D’autre part, la quote-part de parties communes «correspondante» : cette rédaction vise à éviter que soit attribuée au lot transitoire, une quote-part de parties communes sans rapport avec l’importance des droits de construire. La quote-part de parties communes affectée au lot transitoire doit être calculée au regard de la définition des constructions qu’il est permis de réaliser, et en application des mêmes critères de calcul retenus pour les autres lots, ces critères étant ceux énoncés par l’article 5 de la loi du 10 juillet 1965.

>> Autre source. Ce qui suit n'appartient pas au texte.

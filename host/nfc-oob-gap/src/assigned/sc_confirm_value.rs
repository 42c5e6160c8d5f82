//! LE Secure Connection Confirmation Value
//!
//! This advertising data is sent as part of the out of band (OOB) data for LE Secure Connections
//! pairing. It is the confirmation value generated by the security manager with the `f4` function
//! (Bluetooth Core Spec. v5.2 | Vol. 3, Part H | Sec. 2.3.5.6.4). Generating the value is not done
//! here, this only places it within an AD structure.

use super::{AdStruct, AssignedTypes, ConvertError, IntoStruct, StructIntermediate};

#[derive(Clone, Copy, Debug, PartialEq, Eq)]
#[cfg_attr(feature = "serde", derive(serde::Serialize, serde::Deserialize))]
pub struct ScConfirmValue(pub [u8; 16]);

impl ScConfirmValue {
    pub(crate) const ASSIGNED_TYPE: AssignedTypes = AssignedTypes::LESecureConnectionsConfirmationValue;

    /// Size of the confirmation value
    pub const DATA_LEN: usize = 16;

    /// Size of the AD struct
    pub const STRUCT_SIZE: usize = Self::DATA_LEN + super::HEADER_SIZE;

    /// Create a ScConfirmValue
    pub fn new(c: [u8; 16]) -> Self {
        ScConfirmValue(c)
    }

    /// The AD type of this value
    pub fn assigned_type() -> u8 {
        Self::ASSIGNED_TYPE.val()
    }
}

impl From<u128> for ScConfirmValue {
    fn from(c: u128) -> Self {
        ScConfirmValue(c.to_le_bytes())
    }
}

impl IntoStruct for ScConfirmValue {
    fn data_len(&self) -> usize {
        Self::DATA_LEN
    }

    fn convert_into<'a>(&self, ad: &'a mut [u8]) -> Result<AdStruct<'a>, ConvertError> {
        let mut interm = StructIntermediate::try_new(ad, Self::ASSIGNED_TYPE, Self::DATA_LEN)?;

        self.0.iter().for_each(|b| {
            if let Some(byte) = interm.next() {
                *byte = *b
            }
        });

        Ok(interm.finish())
    }
}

Il existe indiscutablement des difficultés rédactionnelles liées à ces contraintes mais il me semble que celles-ci s’imposaient déjà au regard des obligations pesant sur le vendeur et découlant de diverses législations. Le promoteur qui entend réaliser par tranches un programme immobilier, doit savoir qu’il est tenu par la définition de son droit de construire et que son espace de liberté est limité. S’il entend faire évoluer la construction définie, il peut être tenu pour exercer son droit de construire, de requérir l’autorisation de l’assemblée générale à la majorité de l’article 25 b). Le lot transitoire n’a jamais constitué un blanc-seing donné au promoteur.

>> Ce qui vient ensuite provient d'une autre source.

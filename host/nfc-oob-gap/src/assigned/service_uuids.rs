//! Advertising Data: Service Class UUID Data Type
//!
//! The struct Services is the data type for the complete list of service class UUIDs. Only lists
//! of 16-bit and 128-bit UUIDs are sent within out of band data.

use super::{AdStruct, AssignedTypes, ConvertError, IntoStruct, StructIntermediate};
use alloc::collections::BTreeSet;
use core::iter::FromIterator;

/// The UUID sizes that can be within a list of services
///
/// This is implemented for `u16` and `u128`.
pub trait ServiceUuid: Ord + Copy {
    const COMPLETE: AssignedTypes;

    const SIZE: usize;

    fn for_each_le_byte<F: FnMut(u8)>(&self, f: F);
}

macro_rules! impl_service_uuid {
    ( $size:ty, $complete:expr ) => {
        impl ServiceUuid for $size {
            const COMPLETE: AssignedTypes = $complete;

            const SIZE: usize = core::mem::size_of::<$size>();

            fn for_each_le_byte<F: FnMut(u8)>(&self, f: F) {
                self.to_le_bytes().into_iter().for_each(f)
            }
        }
    };
}

impl_service_uuid!(u16, AssignedTypes::CompleteListOf16bitServiceClassUUIDs);
impl_service_uuid!(u128, AssignedTypes::CompleteListOf128bitServiceClassUUIDs);

/// Service UUIDs
///
/// This is a set of service UUIDs that are either all 16 bit or all 128 bit UUIDs. `Services` is a
/// set, so duplicate UUIDs cannot exist within an instance of `Services`. The list is always sent
/// as a *complete* list.
///
/// ```
/// # use nfc_oob_gap::assigned::service_uuids::Services;
/// let services: Services<u16> = [0x180D_u16, 0x180F, 0x180D].into_iter().collect();
///
/// assert_eq!(2, services.len());
/// ```
#[derive(Clone, Debug, Default, PartialEq, Eq)]
#[cfg_attr(feature = "serde", derive(serde::Serialize, serde::Deserialize))]
pub struct Services<T>
where
    T: Ord,
{
    set: BTreeSet<T>,
}

impl<T> Services<T>
where
    T: Ord,
{
    /// Create an empty list of services
    pub fn new() -> Self {
        Self { set: BTreeSet::new() }
    }

    /// Add a UUID
    ///
    /// False is returned if the UUID was already within the list.
    pub fn add(&mut self, uuid: T) -> bool {
        self.set.insert(uuid)
    }
}

impl<T> AsRef<BTreeSet<T>> for Services<T>
where
    T: Ord,
{
    fn as_ref(&self) -> &BTreeSet<T> {
        &self.set
    }
}

impl<T> core::ops::Deref for Services<T>
where
    T: Ord,
{
    type Target = BTreeSet<T>;

    fn deref(&self) -> &Self::Target {
        self.as_ref()
    }
}

impl<T, U> FromIterator<U> for Services<T>
where
    T: Ord,
    U: Into<T>,
{
    fn from_iter<I>(iter: I) -> Self
    where
        I: IntoIterator<Item = U>,
    {
        Services {
            set: iter.into_iter().map(Into::into).collect(),
        }
    }
}

impl<T> IntoStruct for Services<T>
where
    T: ServiceUuid,
{
    fn data_len(&self) -> usize {
        self.set.len() * T::SIZE
    }

    fn convert_into<'a>(&self, b: &'a mut [u8]) -> Result<AdStruct<'a>, ConvertError> {
        let mut interim = StructIntermediate::try_new(b, T::COMPLETE, self.data_len())?;

        self.set.iter().for_each(|uuid| {
            uuid.for_each_le_byte(|b| {
                if let Some(byte) = interim.next() {
                    *byte = b
                }
            })
        });

        Ok(interim.finish())
    }
}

Le lot transitoire est une création de la pratique pour répondre à des situations liées souvent à une période de crise. Sa construction juridique a évolué avec la jurisprudence, la loi ELAN l’a consacré et cadré. Laissons les praticiens trouvé la juste mesure, rappelons aux promoteurs les contraintes liées au lot transitoire et n’annonçons pas que le lot transitoire a perdu une grande partie de son utilité.»
Sylvie Bouchet :
«La jurisprudence avait consacré la pratique du lot transitoire en lui donnant la définition suivante «un lot privatif composé pour sa partie privative du droit exclusif d’utiliser le sol pour édifier une construction et d’une quote-part de parties communes».

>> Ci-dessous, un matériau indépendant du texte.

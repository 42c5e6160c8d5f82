//! Security Manager Out of Band Flags
//!
//! This data type is sent as part of the out of band data for LE pairing. It is a single byte of
//! flags describing the OOB data and the LE abilities of the sending device (Core Specification
//! Supplement, Part A, Section 1.7).

use super::{AdStruct, AssignedTypes, ConvertError, IntoStruct, StructIntermediate};

/// The flags of the Security Manager OOB flags data type
#[derive(Debug, PartialEq, Eq, Clone, Copy, Hash)]
#[cfg_attr(feature = "serde", derive(serde::Serialize, serde::Deserialize))]
pub enum OobFlagLabel {
    /// OOB data is present
    OobDataPresent,
    /// LE is supported by the host
    LeSupportedHost,
    /// Simultaneous LE and BR/EDR to the same device capable (host)
    SimultaneousLeAndBrEdrHost,
    /// The address of the device is a random address
    RandomAddress,
}

impl OobFlagLabel {
    fn bit(&self) -> u8 {
        match self {
            OobFlagLabel::OobDataPresent => 1 << 0,
            OobFlagLabel::LeSupportedHost => 1 << 1,
            OobFlagLabel::SimultaneousLeAndBrEdrHost => 1 << 2,
            OobFlagLabel::RandomAddress => 1 << 3,
        }
    }
}

/// Security Manager OOB flags
///
/// The flags are kept as the raw byte, so any value given by the user is sent as is.
///
/// ```
/// # use nfc_oob_gap::assigned::security_manager_oob_flags::{OobFlagLabel, SecurityManagerOobFlags};
/// let mut flags = SecurityManagerOobFlags::new();
///
/// flags.set(OobFlagLabel::OobDataPresent, true);
/// flags.set(OobFlagLabel::SimultaneousLeAndBrEdrHost, true);
///
/// assert_eq!(0x05, flags.into_raw());
/// ```
#[derive(Debug, Default, PartialEq, Eq, Clone, Copy, Hash)]
#[cfg_attr(feature = "serde", derive(serde::Serialize, serde::Deserialize))]
pub struct SecurityManagerOobFlags(u8);

impl SecurityManagerOobFlags {
    const ASSIGNED_TYPE: AssignedTypes = AssignedTypes::SecurityManagerOutOfBandFlags;

    /// Size of the AD struct
    pub const STRUCT_SIZE: usize = 1 + super::HEADER_SIZE;

    /// Create a `SecurityManagerOobFlags` with no flags set
    pub fn new() -> Self {
        SecurityManagerOobFlags(0)
    }

    /// Set the state of a flag
    pub fn set(&mut self, label: OobFlagLabel, state: bool) {
        if state {
            self.0 |= label.bit()
        } else {
            self.0 &= !label.bit()
        }
    }

    /// Check if a flag is set
    pub fn is_set(&self, label: OobFlagLabel) -> bool {
        self.0 & label.bit() != 0
    }

    /// Get the raw byte
    pub fn into_raw(self) -> u8 {
        self.0
    }
}

impl From<u8> for SecurityManagerOobFlags {
    fn from(raw: u8) -> Self {
        SecurityManagerOobFlags(raw)
    }
}

impl IntoStruct for SecurityManagerOobFlags {
    fn data_len(&self) -> usize {
        1
    }

    fn convert_into<'a>(&self, b: &'a mut [u8]) -> Result<AdStruct<'a>, ConvertError> {
        let mut interim = StructIntermediate::try_new(b, Self::ASSIGNED_TYPE, self.data_len())?;

        if let Some(byte) = interim.next() {
            *byte = self.0;
        }

        Ok(interim.finish())
    }
}

#[cfg(test)]
mod test {
    use super::*;

    #[test]
    fn raw_flags_are_kept() {
        let mut buffer = [0u8; 3];

        let ad_struct = SecurityManagerOobFlags::from(0x05).convert_into(&mut buffer).unwrap();

        assert_eq!(&[0x02, 0x11, 0x05], ad_struct.into_inner());
    }

    #[test]
    fn set_and_clear() {
        let mut flags = SecurityManagerOobFlags::from(0xF0);

        flags.set(OobFlagLabel::RandomAddress, true);
        flags.set(OobFlagLabel::LeSupportedHost, true);

        assert!(flags.is_set(OobFlagLabel::RandomAddress));
        assert!(!flags.is_set(OobFlagLabel::OobDataPresent));

        flags.set(OobFlagLabel::LeSupportedHost, false);

        assert_eq!(0xF8, flags.into_raw());
    }
}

La loi élan consacre cette pratique (et cette définition) en lui donnant la précision souhaitable que désormais les constructions envisagées doivent être précisément définies. En effet, comment définir (de façon juste) les tantièmes de chacun si la future construction n’est pas précisément envisagée ? Il appartiendra donc au notaire de veiller à cette exigence de précision, a minima par référence au dossier de permis de construire. De la même manière, le texte renvoyant au règlement de copropriété et non à l’état descriptif de division, il sera de bonne pratique de mentionner ce lot dans l’EDD également.»